A Reform-Driven System

Via this ambitious strand of work, we seek to deepen and strengthen the K–12 system’s capacity to deliver quality education to every child, based on rigorous standards and ample choices, by ensuring that it possesses the requisite talent, technology, policies, practices, structures, and nimble governance arrangements to promote efficiency as well as effectiveness.

School boards matter. Indeed, in Fordham’s new report Do School Boards Matter?  researchers found that knowledgeable, hard-working boards that prioritize student achievement govern higher-performing districts. Perhaps this is no surprise, particularly given the wide-ranging authority of boards. In Ohio, school boards’ statutory powers include prescribing curriculum, appointing a treasurer and superintendent, creating a school schedule, and entering into labor contracts with teachers. Meanwhile, we in Columbus have painfully observed what happens when a school board fails to exercise diligent oversight.

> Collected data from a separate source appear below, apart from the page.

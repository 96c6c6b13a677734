/// Middleware for the API server
///
/// Authentication lives in `agencyhub_shared::auth::middleware` and is
/// attached in the router; this module holds the response-side layers.

pub mod security;
//! # Agencyhub API Server Library
//!
//! HTTP surface of Agencyhub: authentication, team management, clients,
//! projects, tasks with timers, invoicing, quotations and analytics, all
//! scoped to the caller's organization.
//!
//! ## Modules
//!
//! - `app`: Application state and router builder
//! - `config`: Configuration from the environment
//! - `error`: Error handling and HTTP response mapping
//! - `extract`: Extractors that reject with JSON errors
//! - `response`: The `{statusCode, data, message}` success envelope
//! - `middleware`: Security headers
//! - `routes`: API route handlers

pub mod app;
pub mod config;
pub mod error;
pub mod extract;
pub mod middleware;
pub mod response;
pub mod routes;
//! # Agencyhub Shared Library
//!
//! Domain types, persistence, and authentication logic used by the
//! Agencyhub API server.
//!
//! ## Module Organization
//!
//! - `db`: PostgreSQL pool and embedded migrations
//! - `auth`: JWT, password hashing, Google sign-in, roles and permissions
//! - `models`: Tenant-scoped entities and their SQL operations
//! - `events`: In-process activity feed for live dashboards

pub mod auth;
pub mod db;
pub mod events;
pub mod models;

/// Current version of the Agencyhub shared library
pub const VERSION: &str = env!("CARGO_PKG_VERSION");

#[cfg(test)]
mod tests {
    use super::*;

    #[test]
    fn test_version_is_set() {
        assert!(!VERSION.is_empty());
    }
}
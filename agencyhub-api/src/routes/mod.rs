/// API route handlers, one module per resource
///
/// Handlers follow the same shape: check the caller's permission, call the
/// model, publish an activity event after a write, and wrap the result in
/// [`ApiResponse`](crate::response::ApiResponse).

pub mod analytics;
pub mod auth;
pub mod clients;
pub mod events;
pub mod health;
pub mod invoices;
pub mod organization;
pub mod projects;
pub mod quotations;
pub mod roles;
pub mod tasks;
pub mod timer;
pub mod users;

use crate::error::{ApiError, ApiResult};
use agencyhub_shared::models::{client::Client, membership::Membership, project::Project};
use sqlx::PgPool;
use uuid::Uuid;

/// Rejects a `client_id` that is not a live client of the organization
pub(crate) async fn ensure_client_in_org(
    pool: &PgPool,
    organization_id: Uuid,
    client_id: Option<Uuid>,
) -> ApiResult<()> {
    match client_id {
        Some(id) if !Client::exists(pool, organization_id, id).await? => {
            Err(ApiError::invalid_field("client_id", "Client not found"))
        }
        _ => Ok(()),
    }
}

/// Rejects a `project_id` that is not a live project of the organization
pub(crate) async fn ensure_project_in_org(
    pool: &PgPool,
    organization_id: Uuid,
    project_id: Option<Uuid>,
) -> ApiResult<()> {
    match project_id {
        Some(id) if !Project::exists(pool, organization_id, id).await? => {
            Err(ApiError::invalid_field("project_id", "Project not found"))
        }
        _ => Ok(()),
    }
}

/// Rejects an assignee who is not a member of the organization
pub(crate) async fn ensure_member_of_org(
    pool: &PgPool,
    organization_id: Uuid,
    user_id: Option<Uuid>,
) -> ApiResult<()> {
    match user_id {
        Some(id) if Membership::get_role(pool, organization_id, id).await?.is_none() => {
            Err(ApiError::invalid_field("assignee_id", "Assignee is not a member of this organization"))
        }
        _ => Ok(()),
    }
}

School boards, then, can be potent entities (or dismally impotent ones). But does anyone care about them?

To dig into this question, I look at the November 2013 school-board elections for Franklin County. The county has a nice mix of districts, including one big-city district (Columbus) and a number of both high- and low-wealth suburban districts. I look at three data points: The number of contested seats, voter turnout rates, and “undervotes” among those who actually went to the polls. This slice of data portrays a general air of apathy among the electorate toward school boards.

First, when it comes to competition for seats, many of the seats went uncontested. Remarkably, there were just seventy-two candidates vying for fifty board seats across Franklin County—less than two candidates per open seat. In fact, five of the seventeen school districts had entirely uncontested races (the number of candidates equaled the number of open seats). If you ran for office in those districts, you automatically...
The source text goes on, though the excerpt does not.